Dataset entries.
◆ ◆ ◆ ◆
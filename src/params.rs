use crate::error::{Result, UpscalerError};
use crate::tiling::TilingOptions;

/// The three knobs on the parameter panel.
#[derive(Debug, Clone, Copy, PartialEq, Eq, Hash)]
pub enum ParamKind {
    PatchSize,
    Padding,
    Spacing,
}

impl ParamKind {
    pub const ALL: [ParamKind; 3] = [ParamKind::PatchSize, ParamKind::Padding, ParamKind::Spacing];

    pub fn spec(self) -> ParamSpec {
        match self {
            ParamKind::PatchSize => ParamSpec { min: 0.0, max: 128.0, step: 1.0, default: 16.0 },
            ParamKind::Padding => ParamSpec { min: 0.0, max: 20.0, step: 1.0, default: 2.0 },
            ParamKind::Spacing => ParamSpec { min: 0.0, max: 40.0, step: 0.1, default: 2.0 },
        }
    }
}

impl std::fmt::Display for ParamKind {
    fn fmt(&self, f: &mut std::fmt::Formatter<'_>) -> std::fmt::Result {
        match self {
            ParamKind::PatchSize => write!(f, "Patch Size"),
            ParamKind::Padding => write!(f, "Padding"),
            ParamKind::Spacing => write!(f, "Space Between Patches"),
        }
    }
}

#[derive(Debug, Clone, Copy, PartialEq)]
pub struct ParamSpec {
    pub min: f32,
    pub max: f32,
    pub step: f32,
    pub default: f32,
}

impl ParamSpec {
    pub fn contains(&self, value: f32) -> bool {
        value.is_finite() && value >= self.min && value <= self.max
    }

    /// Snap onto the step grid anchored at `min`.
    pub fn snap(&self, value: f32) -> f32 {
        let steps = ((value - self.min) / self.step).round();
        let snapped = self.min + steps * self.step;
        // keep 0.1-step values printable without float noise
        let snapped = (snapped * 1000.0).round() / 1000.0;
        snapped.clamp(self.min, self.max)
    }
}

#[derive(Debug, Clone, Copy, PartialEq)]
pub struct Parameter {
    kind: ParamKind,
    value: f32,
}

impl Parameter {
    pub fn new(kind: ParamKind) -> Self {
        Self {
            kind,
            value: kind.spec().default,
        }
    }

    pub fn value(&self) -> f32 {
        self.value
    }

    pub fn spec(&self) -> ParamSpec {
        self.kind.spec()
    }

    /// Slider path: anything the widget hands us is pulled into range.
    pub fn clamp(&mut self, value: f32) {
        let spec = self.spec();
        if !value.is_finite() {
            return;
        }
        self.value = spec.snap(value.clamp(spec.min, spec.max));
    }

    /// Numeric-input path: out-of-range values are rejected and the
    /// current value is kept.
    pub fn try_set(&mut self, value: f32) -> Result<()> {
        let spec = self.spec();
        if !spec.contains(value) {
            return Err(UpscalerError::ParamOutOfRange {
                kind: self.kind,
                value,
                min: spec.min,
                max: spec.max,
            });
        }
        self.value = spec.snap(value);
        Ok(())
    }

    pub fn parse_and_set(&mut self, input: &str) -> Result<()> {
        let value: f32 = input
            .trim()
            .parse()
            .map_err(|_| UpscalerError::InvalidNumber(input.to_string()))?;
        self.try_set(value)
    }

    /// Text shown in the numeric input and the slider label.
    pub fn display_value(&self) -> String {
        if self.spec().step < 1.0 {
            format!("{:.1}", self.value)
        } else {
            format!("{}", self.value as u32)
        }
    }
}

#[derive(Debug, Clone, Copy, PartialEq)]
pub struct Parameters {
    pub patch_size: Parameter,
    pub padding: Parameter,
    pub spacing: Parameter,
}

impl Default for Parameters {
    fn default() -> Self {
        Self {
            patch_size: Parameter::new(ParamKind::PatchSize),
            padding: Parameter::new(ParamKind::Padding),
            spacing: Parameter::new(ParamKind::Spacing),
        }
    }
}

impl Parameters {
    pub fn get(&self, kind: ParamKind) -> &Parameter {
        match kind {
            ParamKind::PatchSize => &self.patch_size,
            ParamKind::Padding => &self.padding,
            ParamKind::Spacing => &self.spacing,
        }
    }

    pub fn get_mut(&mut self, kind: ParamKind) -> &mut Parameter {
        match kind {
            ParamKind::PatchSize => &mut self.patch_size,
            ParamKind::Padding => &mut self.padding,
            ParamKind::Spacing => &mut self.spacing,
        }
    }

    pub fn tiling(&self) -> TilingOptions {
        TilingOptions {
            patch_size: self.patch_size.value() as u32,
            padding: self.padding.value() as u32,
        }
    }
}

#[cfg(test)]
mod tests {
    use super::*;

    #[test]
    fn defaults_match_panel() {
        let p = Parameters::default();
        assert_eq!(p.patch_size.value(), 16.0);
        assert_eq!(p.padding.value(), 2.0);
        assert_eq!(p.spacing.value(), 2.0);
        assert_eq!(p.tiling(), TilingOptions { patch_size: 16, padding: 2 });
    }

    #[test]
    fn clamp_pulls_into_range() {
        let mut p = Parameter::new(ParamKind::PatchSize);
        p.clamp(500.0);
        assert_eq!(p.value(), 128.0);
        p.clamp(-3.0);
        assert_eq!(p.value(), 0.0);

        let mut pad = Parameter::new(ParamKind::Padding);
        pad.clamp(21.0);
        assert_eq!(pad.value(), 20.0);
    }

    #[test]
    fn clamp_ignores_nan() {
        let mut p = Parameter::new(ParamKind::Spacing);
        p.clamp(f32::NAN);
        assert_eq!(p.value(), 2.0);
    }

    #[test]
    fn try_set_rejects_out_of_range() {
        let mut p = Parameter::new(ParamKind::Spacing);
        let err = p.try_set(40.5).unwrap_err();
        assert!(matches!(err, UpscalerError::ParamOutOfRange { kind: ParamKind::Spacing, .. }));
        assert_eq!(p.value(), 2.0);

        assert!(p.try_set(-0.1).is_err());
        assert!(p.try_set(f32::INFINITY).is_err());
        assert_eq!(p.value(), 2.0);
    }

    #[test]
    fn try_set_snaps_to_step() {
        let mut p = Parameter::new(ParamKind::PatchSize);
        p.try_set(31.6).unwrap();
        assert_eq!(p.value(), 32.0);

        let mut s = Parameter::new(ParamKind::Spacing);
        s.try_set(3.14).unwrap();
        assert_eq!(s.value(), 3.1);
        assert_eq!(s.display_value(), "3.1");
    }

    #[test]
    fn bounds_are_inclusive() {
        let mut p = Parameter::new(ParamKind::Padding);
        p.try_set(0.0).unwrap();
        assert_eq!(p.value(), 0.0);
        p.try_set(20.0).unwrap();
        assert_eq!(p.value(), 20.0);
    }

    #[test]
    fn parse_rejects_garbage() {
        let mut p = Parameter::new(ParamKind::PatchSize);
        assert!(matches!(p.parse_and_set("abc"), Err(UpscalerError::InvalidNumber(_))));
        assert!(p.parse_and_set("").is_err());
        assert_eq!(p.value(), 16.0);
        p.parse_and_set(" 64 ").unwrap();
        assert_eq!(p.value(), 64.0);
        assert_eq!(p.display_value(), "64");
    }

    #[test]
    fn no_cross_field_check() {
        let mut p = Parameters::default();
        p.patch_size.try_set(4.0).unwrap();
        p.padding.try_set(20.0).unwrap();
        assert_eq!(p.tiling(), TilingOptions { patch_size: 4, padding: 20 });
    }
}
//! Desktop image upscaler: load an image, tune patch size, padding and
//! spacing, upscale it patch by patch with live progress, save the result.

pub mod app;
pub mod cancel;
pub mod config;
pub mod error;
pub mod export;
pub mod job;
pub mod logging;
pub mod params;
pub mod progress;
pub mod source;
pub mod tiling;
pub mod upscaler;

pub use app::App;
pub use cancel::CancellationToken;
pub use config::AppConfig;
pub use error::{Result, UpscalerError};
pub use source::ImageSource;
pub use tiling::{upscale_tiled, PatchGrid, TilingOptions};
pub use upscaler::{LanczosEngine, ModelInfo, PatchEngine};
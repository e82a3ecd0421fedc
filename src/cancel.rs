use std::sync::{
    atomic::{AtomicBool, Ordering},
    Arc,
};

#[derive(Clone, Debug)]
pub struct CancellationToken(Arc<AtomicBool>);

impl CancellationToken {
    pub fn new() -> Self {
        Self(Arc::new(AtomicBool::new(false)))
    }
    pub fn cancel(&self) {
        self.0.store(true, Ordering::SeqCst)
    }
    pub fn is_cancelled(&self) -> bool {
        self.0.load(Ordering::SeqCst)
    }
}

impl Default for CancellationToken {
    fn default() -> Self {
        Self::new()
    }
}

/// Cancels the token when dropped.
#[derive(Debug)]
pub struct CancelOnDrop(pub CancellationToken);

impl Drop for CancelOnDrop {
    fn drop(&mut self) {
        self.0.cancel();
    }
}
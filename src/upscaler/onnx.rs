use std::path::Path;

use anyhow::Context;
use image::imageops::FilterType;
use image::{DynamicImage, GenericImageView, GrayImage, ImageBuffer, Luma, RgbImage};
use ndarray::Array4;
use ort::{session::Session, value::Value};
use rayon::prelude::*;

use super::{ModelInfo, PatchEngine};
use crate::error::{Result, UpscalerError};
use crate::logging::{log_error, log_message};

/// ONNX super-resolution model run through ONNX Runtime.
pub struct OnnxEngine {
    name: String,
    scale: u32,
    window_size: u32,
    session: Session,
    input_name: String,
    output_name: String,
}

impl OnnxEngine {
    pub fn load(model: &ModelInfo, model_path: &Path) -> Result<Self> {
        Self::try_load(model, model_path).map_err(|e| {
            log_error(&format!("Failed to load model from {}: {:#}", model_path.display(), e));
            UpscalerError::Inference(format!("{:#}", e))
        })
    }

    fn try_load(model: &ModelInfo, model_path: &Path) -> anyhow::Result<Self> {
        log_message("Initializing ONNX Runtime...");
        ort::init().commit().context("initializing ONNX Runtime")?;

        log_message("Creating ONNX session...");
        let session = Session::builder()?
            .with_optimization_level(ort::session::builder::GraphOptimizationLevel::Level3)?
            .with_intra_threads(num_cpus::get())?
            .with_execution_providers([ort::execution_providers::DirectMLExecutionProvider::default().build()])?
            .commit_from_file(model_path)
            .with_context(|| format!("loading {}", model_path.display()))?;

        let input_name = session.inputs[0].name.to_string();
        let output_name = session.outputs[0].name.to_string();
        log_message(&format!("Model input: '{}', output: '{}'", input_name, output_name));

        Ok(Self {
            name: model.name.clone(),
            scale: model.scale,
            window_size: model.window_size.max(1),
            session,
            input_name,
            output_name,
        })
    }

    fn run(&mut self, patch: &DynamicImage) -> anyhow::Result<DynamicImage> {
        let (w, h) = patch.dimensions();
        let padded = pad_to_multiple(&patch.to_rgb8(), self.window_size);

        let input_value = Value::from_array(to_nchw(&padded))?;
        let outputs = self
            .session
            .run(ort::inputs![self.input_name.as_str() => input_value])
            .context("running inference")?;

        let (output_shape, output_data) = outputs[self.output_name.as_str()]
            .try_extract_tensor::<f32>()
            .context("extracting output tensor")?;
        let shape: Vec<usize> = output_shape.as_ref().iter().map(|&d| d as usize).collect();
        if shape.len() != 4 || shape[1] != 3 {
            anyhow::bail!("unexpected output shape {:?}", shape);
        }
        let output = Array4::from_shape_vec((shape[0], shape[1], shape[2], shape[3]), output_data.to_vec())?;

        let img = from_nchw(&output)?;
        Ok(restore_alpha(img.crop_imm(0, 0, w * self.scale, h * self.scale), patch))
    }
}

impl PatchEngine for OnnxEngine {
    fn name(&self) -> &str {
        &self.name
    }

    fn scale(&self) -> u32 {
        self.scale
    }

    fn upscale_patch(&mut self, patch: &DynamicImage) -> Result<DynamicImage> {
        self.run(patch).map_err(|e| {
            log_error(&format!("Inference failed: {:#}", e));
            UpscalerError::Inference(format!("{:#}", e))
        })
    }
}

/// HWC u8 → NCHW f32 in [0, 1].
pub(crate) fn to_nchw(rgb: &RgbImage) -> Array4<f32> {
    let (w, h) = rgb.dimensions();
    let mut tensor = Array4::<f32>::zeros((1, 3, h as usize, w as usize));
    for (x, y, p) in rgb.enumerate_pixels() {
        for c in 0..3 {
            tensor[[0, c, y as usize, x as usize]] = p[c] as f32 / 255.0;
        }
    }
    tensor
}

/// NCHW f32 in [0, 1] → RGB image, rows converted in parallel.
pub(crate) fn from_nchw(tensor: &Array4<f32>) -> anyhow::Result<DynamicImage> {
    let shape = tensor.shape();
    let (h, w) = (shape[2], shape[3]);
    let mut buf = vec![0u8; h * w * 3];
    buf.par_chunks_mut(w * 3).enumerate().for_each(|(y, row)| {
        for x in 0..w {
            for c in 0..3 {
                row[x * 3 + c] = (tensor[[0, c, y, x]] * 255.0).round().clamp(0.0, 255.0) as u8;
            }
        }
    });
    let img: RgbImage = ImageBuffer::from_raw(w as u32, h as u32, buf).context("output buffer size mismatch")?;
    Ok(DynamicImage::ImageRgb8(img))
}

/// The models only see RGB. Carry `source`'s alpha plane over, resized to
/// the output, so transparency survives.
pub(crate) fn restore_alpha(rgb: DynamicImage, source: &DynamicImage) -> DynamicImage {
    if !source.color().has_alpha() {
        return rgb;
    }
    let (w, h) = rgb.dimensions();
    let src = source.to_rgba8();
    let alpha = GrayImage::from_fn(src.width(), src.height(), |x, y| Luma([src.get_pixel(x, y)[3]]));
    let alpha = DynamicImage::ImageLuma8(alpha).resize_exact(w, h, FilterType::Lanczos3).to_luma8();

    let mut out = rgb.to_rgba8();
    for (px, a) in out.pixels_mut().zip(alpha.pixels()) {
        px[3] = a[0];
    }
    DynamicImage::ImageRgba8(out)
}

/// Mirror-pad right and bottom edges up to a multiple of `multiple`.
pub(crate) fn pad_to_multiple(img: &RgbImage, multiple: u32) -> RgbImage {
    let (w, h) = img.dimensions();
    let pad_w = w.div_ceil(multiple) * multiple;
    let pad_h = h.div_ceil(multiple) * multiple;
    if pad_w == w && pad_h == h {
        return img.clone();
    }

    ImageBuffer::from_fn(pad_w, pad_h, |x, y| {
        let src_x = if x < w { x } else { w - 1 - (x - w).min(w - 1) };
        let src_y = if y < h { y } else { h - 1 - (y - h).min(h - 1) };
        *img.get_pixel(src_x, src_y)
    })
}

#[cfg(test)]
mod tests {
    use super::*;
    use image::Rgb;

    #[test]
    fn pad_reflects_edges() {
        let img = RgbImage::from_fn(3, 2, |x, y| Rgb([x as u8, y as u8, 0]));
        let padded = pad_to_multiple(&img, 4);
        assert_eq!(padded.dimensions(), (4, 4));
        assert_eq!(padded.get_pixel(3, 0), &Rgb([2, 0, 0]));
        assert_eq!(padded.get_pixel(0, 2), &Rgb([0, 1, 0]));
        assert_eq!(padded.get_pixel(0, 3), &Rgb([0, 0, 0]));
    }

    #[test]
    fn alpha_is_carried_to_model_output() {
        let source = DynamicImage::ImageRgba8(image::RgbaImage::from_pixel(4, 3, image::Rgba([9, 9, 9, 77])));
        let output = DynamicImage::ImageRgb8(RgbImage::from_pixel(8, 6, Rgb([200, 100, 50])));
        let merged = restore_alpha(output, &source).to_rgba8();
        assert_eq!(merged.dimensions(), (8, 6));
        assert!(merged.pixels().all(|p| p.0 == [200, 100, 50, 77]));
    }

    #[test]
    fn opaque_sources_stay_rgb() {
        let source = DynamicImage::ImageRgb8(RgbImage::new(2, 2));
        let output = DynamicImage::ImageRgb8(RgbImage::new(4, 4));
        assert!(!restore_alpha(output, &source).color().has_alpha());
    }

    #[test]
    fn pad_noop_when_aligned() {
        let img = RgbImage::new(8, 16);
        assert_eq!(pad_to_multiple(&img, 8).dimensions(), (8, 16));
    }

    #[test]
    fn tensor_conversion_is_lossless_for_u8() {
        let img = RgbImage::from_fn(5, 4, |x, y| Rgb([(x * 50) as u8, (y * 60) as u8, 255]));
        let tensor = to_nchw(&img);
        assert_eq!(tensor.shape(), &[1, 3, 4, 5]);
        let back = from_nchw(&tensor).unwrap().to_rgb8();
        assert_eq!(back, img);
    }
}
◆ ◆ ◆ ◆
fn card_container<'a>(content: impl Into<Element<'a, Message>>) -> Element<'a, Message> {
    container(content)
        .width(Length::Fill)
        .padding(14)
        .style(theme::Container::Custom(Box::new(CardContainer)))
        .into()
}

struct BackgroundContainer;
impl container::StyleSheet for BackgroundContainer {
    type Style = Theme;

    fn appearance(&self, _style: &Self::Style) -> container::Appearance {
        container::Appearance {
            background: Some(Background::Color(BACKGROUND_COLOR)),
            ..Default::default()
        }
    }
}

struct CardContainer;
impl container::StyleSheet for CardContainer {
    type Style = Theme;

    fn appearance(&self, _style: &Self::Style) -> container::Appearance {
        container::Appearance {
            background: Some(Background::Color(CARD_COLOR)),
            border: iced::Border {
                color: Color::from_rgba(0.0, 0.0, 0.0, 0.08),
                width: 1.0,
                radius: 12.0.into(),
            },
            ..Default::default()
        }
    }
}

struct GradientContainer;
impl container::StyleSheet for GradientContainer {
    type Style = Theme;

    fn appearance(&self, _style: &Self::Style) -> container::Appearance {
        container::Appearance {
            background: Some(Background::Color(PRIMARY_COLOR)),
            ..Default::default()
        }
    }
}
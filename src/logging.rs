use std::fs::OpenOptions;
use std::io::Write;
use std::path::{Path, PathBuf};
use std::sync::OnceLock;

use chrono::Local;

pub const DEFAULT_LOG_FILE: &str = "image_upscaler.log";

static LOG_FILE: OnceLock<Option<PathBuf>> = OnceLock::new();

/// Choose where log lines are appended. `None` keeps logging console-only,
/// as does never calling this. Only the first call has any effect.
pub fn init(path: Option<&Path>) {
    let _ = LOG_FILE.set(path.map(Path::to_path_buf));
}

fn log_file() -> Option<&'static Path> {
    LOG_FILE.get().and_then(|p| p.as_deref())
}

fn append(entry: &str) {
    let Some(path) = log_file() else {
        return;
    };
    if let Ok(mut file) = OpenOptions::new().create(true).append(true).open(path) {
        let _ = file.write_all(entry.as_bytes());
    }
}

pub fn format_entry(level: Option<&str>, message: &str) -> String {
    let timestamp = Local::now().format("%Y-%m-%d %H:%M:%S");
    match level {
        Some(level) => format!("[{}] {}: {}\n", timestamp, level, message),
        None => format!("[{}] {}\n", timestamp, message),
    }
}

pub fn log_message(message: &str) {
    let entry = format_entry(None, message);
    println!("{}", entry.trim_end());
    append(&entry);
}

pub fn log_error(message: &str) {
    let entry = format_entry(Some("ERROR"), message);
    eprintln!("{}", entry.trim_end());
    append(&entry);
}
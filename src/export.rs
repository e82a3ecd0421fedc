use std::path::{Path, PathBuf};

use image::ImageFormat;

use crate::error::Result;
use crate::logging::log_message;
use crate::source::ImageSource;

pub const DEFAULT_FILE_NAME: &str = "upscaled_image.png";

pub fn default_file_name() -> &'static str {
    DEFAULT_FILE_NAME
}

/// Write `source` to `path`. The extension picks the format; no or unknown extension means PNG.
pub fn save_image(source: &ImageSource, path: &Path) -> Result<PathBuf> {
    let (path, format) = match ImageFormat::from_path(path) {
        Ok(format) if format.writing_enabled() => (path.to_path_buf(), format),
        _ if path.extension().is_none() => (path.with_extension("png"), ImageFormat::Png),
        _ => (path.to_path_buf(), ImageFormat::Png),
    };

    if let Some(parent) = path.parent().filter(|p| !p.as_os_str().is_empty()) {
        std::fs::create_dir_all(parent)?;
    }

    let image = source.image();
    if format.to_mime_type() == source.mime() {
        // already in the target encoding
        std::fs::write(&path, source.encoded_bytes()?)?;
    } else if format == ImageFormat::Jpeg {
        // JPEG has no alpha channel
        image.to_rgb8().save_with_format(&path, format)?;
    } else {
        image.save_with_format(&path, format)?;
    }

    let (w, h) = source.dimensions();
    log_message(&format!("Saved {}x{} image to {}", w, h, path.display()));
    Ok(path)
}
◆ ◆ ◆ ◆
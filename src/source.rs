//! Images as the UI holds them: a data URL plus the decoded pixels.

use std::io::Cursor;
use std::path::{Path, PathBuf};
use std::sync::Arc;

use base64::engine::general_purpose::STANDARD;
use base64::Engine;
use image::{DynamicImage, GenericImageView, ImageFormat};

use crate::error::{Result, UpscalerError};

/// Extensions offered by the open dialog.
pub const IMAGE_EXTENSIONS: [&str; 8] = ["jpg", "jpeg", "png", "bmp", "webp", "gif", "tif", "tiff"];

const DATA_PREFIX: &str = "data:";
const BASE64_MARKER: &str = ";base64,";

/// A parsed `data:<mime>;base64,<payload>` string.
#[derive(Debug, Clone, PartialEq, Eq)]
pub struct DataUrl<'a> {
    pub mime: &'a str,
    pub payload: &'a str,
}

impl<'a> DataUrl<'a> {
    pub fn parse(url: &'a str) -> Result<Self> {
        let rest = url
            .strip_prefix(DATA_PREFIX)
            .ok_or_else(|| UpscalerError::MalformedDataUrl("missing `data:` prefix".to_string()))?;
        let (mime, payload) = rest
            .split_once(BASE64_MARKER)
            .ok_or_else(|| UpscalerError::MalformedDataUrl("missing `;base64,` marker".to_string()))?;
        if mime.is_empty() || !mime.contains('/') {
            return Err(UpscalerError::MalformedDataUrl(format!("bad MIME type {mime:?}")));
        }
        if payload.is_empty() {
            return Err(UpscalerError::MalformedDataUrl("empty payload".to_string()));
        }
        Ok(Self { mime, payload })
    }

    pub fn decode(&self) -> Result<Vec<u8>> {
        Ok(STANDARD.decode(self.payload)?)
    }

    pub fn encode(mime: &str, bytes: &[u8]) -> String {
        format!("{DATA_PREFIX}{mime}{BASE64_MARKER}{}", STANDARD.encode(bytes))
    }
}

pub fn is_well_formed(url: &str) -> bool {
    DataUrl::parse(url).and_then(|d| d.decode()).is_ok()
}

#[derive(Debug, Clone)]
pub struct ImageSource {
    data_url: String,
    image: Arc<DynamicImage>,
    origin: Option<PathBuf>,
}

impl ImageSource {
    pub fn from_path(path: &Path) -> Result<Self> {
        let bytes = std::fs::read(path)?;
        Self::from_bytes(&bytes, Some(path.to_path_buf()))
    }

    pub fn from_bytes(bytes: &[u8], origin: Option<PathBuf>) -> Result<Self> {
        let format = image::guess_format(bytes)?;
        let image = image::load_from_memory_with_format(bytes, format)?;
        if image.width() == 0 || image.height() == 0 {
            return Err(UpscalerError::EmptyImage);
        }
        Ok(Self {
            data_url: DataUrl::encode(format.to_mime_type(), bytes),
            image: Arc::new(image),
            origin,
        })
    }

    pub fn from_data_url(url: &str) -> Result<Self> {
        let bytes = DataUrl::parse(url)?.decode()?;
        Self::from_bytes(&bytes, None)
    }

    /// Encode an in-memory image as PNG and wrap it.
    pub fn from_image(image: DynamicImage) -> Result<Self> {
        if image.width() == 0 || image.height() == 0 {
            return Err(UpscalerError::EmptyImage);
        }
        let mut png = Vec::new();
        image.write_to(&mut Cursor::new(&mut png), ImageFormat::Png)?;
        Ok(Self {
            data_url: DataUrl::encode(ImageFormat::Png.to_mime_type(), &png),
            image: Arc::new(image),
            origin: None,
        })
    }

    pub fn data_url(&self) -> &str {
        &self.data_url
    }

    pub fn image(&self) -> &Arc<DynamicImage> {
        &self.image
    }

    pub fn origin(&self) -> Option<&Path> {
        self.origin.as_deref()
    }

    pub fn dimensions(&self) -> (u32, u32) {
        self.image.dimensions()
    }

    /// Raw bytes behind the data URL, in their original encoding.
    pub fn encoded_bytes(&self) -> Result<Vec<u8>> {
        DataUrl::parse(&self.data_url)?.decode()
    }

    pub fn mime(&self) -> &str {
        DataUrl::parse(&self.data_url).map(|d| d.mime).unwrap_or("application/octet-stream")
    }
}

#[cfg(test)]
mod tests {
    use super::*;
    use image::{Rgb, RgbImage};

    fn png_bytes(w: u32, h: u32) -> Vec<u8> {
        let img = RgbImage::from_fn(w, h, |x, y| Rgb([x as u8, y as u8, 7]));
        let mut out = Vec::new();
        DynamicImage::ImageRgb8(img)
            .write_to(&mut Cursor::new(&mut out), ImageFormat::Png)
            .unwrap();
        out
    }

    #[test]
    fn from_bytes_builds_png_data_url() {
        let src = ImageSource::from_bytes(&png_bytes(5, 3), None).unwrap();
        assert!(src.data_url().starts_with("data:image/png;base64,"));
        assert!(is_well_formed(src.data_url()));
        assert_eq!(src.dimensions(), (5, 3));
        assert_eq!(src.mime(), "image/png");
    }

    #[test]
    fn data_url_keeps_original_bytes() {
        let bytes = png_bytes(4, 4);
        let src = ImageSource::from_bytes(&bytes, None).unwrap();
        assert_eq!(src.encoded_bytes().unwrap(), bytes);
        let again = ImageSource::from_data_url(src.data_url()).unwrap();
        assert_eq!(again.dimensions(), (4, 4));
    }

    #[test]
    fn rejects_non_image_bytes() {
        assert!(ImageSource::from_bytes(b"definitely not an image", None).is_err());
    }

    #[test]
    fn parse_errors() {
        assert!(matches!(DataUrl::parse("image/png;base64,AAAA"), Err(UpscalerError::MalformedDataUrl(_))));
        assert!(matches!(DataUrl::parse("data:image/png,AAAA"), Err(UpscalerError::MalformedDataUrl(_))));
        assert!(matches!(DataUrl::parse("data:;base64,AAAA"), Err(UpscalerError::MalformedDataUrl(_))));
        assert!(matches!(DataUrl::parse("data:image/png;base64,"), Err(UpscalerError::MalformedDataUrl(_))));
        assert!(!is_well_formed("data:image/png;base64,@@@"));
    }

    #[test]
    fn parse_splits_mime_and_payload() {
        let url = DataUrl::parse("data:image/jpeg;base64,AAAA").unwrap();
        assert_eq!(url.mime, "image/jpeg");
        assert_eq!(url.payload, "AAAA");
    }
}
◆ ◆ ◆ ◆
ASSIGNMENT.
The line above containing "let img: RgbImage", the line containing "so transparency survives.", and every line between them are to be transcribed exactly; no other line is wanted.

RESULT BELOW.
    let img: RgbImage = ImageBuffer::from_raw(w as u32, h as u32, buf).context("output buffer size mismatch")?;
    Ok(DynamicImage::ImageRgb8(img))
}

/// The models only see RGB. Carry `source`'s alpha plane over, resized to
/// the output, so transparency survives.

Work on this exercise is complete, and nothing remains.